<<<<

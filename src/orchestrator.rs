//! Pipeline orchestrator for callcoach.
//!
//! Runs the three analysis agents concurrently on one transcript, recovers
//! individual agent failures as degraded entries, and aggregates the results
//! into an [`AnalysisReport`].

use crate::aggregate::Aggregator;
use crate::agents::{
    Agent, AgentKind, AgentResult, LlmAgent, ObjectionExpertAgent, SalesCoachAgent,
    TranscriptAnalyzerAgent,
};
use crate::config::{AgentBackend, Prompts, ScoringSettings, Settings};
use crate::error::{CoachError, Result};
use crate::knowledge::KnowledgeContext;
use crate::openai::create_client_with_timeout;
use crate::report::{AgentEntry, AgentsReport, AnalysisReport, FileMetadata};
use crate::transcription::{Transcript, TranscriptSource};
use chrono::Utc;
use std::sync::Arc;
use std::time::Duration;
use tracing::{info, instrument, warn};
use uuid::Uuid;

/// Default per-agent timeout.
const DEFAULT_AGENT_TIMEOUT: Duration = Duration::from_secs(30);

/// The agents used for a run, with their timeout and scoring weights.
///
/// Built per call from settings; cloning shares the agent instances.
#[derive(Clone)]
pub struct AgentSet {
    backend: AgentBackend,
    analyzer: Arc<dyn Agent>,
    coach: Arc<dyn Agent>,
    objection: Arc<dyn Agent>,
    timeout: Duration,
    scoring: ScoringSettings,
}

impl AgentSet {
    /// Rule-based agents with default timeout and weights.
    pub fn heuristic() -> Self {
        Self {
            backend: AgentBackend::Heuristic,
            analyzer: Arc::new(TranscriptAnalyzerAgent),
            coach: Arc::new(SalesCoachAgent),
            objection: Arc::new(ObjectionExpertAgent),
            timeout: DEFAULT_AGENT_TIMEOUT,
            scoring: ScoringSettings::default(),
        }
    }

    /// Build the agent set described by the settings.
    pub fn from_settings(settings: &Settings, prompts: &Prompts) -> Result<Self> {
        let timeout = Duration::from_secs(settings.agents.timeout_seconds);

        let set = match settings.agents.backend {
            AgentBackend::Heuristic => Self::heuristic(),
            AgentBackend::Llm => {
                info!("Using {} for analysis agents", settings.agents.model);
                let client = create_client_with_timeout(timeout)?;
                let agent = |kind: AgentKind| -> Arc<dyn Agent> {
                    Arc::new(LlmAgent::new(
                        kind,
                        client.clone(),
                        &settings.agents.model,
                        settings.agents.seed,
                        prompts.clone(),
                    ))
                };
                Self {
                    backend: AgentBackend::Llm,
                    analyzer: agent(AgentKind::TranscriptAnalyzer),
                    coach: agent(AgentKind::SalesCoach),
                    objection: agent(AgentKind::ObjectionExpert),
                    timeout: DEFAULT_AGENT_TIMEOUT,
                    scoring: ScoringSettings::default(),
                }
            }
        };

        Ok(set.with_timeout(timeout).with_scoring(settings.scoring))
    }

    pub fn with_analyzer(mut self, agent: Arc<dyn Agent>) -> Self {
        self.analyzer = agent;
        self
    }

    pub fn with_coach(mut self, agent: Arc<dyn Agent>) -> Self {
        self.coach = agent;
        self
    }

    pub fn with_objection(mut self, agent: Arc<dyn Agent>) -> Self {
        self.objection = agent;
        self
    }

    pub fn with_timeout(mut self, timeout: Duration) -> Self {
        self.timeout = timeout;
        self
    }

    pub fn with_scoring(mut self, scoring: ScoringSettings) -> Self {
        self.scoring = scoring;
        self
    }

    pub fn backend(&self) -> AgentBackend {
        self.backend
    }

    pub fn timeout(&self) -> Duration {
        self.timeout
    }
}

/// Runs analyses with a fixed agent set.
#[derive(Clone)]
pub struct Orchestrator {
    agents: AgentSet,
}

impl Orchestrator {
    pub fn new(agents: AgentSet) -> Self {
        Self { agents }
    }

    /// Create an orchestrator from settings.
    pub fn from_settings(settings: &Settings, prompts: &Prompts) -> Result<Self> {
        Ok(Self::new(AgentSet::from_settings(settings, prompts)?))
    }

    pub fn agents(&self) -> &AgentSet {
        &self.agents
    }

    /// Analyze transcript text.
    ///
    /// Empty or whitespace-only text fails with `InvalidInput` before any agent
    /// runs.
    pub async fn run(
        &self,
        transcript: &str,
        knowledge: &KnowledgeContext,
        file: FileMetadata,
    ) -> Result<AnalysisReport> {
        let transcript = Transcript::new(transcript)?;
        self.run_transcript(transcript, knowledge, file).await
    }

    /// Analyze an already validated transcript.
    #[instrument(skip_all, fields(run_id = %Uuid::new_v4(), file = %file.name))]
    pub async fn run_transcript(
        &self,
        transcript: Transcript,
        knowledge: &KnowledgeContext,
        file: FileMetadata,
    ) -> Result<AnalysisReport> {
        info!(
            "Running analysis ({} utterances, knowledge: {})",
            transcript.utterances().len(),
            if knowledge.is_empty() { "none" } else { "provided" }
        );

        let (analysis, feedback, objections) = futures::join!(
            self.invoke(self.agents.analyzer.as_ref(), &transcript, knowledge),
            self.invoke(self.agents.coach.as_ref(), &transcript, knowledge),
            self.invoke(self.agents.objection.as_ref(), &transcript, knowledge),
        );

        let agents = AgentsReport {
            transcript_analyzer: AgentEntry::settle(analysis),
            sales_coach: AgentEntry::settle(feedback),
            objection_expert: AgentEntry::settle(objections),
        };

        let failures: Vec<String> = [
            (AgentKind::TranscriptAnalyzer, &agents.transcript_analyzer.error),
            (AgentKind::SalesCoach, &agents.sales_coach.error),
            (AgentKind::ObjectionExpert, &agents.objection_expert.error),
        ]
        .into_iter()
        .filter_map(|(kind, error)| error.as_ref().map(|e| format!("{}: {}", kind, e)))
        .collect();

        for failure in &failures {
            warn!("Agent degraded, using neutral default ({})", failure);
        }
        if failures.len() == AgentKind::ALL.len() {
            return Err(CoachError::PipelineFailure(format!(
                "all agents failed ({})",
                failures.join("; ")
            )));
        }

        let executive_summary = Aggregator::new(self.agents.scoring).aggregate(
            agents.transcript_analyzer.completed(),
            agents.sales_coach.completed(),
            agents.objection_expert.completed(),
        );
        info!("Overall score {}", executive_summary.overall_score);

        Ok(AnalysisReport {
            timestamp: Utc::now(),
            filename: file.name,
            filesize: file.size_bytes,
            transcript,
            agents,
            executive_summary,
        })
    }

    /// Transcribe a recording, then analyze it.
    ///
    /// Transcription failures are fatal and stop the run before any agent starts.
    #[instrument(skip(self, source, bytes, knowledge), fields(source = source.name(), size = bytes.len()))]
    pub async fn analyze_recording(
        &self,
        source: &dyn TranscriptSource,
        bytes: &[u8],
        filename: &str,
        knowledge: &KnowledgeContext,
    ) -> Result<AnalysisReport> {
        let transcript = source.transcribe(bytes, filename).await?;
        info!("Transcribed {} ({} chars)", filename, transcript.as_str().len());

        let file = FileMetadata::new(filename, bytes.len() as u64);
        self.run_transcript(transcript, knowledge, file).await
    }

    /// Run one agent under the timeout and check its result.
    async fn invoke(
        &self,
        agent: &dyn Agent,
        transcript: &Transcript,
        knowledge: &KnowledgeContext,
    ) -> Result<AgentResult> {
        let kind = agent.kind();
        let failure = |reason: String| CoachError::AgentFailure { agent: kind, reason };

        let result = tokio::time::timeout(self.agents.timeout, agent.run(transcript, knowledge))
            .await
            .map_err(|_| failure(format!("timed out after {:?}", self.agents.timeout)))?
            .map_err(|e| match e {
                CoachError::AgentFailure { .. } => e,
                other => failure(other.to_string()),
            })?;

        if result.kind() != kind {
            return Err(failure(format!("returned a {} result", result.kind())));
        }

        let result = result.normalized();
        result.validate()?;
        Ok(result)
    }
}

>>>>

Only the lines holding "ObjectionExpertAgent" are wanted, so copy each of them from the material.

Reply to the task -
    Agent, AgentKind, AgentResult, LlmAgent, ObjectionExpertAgent, SalesCoachAgent,
            objection: Arc::new(ObjectionExpertAgent),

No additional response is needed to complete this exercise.